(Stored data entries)
______

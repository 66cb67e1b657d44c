//! Program × year grid shown on the schedule page
//!
//! The "lock previous years" switch only restricts toggles made through this
//! view. `ScheduleManager::toggle_selection` still accepts any year.

use crate::error::AppError;
use crate::models::{AcademicYear, Division, ScheduleEntry};
use crate::record::SharedRecord;
use crate::schedule::ScheduleManager;
use serde::Serialize;
use std::collections::HashSet;

#[derive(Debug, Clone, Serialize)]
#[serde(rename_all = "camelCase")]
pub struct YearColumn {
    pub id: i64,
    pub label: String,
    pub is_current: bool,
    pub locked: bool,
}

#[derive(Debug, Clone, Serialize)]
#[serde(rename_all = "camelCase")]
pub struct GridProgram {
    pub program_id: Option<i64>,
    pub program_name: String,
    /// One flag per year column, in column order
    pub selected: Vec<bool>,
}

#[derive(Debug, Clone, Serialize)]
#[serde(rename_all = "camelCase")]
pub struct GridDivision {
    pub division_name: String,
    pub programs: Vec<GridProgram>,
}

#[derive(Debug, Clone, Serialize)]
#[serde(rename_all = "camelCase")]
pub struct ScheduleGrid {
    pub lock_previous: bool,
    pub years: Vec<YearColumn>,
    pub divisions: Vec<GridDivision>,
}

#[derive(Debug, Clone, Copy, Default)]
pub struct ScheduleView {
    pub lock_previous: bool,
}

impl ScheduleView {
    pub fn new(lock_previous: bool) -> Self {
        Self { lock_previous }
    }

    pub async fn grid(&self, record: &SharedRecord) -> Result<ScheduleGrid, AppError> {
        let years = record.list_years().await?;
        let divisions = record.list_divisions().await?;
        let entries = record.list_schedule(None).await?;
        Ok(self.build_grid(years, &divisions, &entries))
    }

    pub fn build_grid(
        &self,
        mut years: Vec<AcademicYear>,
        divisions: &[Division],
        entries: &[ScheduleEntry],
    ) -> ScheduleGrid {
        years.sort_by_key(|y| y.id);
        let selected: HashSet<(i64, i64)> = entries
            .iter()
            .filter(|e| e.is_selected)
            .map(|e| (e.academic_year_id, e.program_id))
            .collect();

        let divisions = divisions
            .iter()
            .map(|d| GridDivision {
                division_name: d.division_name.clone(),
                programs: d
                    .program_list
                    .iter()
                    .map(|p| GridProgram {
                        program_id: p.id,
                        program_name: p.program_name.clone(),
                        selected: years
                            .iter()
                            .map(|y| p.id.is_some_and(|pid| selected.contains(&(y.id, pid))))
                            .collect(),
                    })
                    .collect(),
            })
            .collect();

        let years = years
            .into_iter()
            .map(|y| YearColumn {
                locked: self.lock_previous && !y.is_current,
                id: y.id,
                label: y.label,
                is_current: y.is_current,
            })
            .collect();

        ScheduleGrid {
            lock_previous: self.lock_previous,
            years,
            divisions,
        }
    }

    /// Toggle from the grid, refused for locked years
    pub async fn toggle(
        &self,
        manager: &ScheduleManager,
        year_id: i64,
        program_id: i64,
        selected: bool,
    ) -> Result<ScheduleEntry, AppError> {
        if self.lock_previous {
            let current = manager.current_year().await?;
            if current.map(|y| y.id) != Some(year_id) {
                return Err(AppError::Conflict(format!(
                    "Academic year {} is locked; unlock previous years to edit it",
                    year_id
                )));
            }
        }
        manager.toggle_selection(year_id, program_id, selected).await
    }
}

#[cfg(test)]
mod tests {
    use super::*;
    use crate::models::Program;
    use crate::record::{MemoryRecord, SystemOfRecord};
    use pretty_assertions::assert_eq;
    use std::sync::Arc;

    fn seeded() -> Arc<MemoryRecord> {
        Arc::new(MemoryRecord::with_divisions(vec![Division {
            id: Some(1),
            division_name: "Arts".to_string(),
            program_list: vec![
                Program {
                    id: Some(10),
                    program_name: "Music".to_string(),
                    ..Default::default()
                },
                Program {
                    program_name: "Unsaved".to_string(),
                    ..Default::default()
                },
            ],
            ..Default::default()
        }]))
    }

    #[tokio::test]
    async fn test_grid_marks_selected_and_locked() {
        let record = seeded();
        let manager = ScheduleManager::new(record.clone(), "2024-2025");
        let old = manager.add_next_year().await.unwrap();
        let new = manager.add_next_year().await.unwrap();
        manager.set_current_year(new.id).await.unwrap();
        manager.toggle_selection(old.id, 10, true).await.unwrap();

        let shared: SharedRecord = record.clone();
        let grid = ScheduleView::new(true).grid(&shared).await.unwrap();

        let locks: Vec<_> = grid.years.iter().map(|y| (y.label.as_str(), y.locked)).collect();
        assert_eq!(locks, vec![("2024-2025", true), ("2025-2026", false)]);
        let music = &grid.divisions[0].programs[0];
        assert_eq!(music.selected, vec![true, false]);
        // programs without an id never show as selected
        assert_eq!(grid.divisions[0].programs[1].program_id, None);
        assert_eq!(grid.divisions[0].programs[1].selected, vec![false, false]);
    }

    #[tokio::test]
    async fn test_lock_gates_view_but_not_manager() {
        let record = seeded();
        let manager = ScheduleManager::new(record.clone(), "2024-2025");
        let old = manager.add_next_year().await.unwrap();
        let new = manager.add_next_year().await.unwrap();
        manager.set_current_year(new.id).await.unwrap();

        let locked = ScheduleView::new(true);
        let err = locked.toggle(&manager, old.id, 10, true).await.unwrap_err();
        assert!(matches!(err, AppError::Conflict(_)));
        assert!(locked.toggle(&manager, new.id, 10, true).await.is_ok());

        assert!(ScheduleView::new(false).toggle(&manager, old.id, 10, true).await.is_ok());
        assert!(manager.toggle_selection(old.id, 10, false).await.is_ok());
        assert_eq!(record.list_schedule(Some(old.id)).await.unwrap().len(), 1);
    }
}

______

WHAT YOU WILL DO:
The answer needed is a single number: how many lines in the records above hold the string "GridProgram". Please write nothing else.

ANSWER TO THE EXERCISE:
3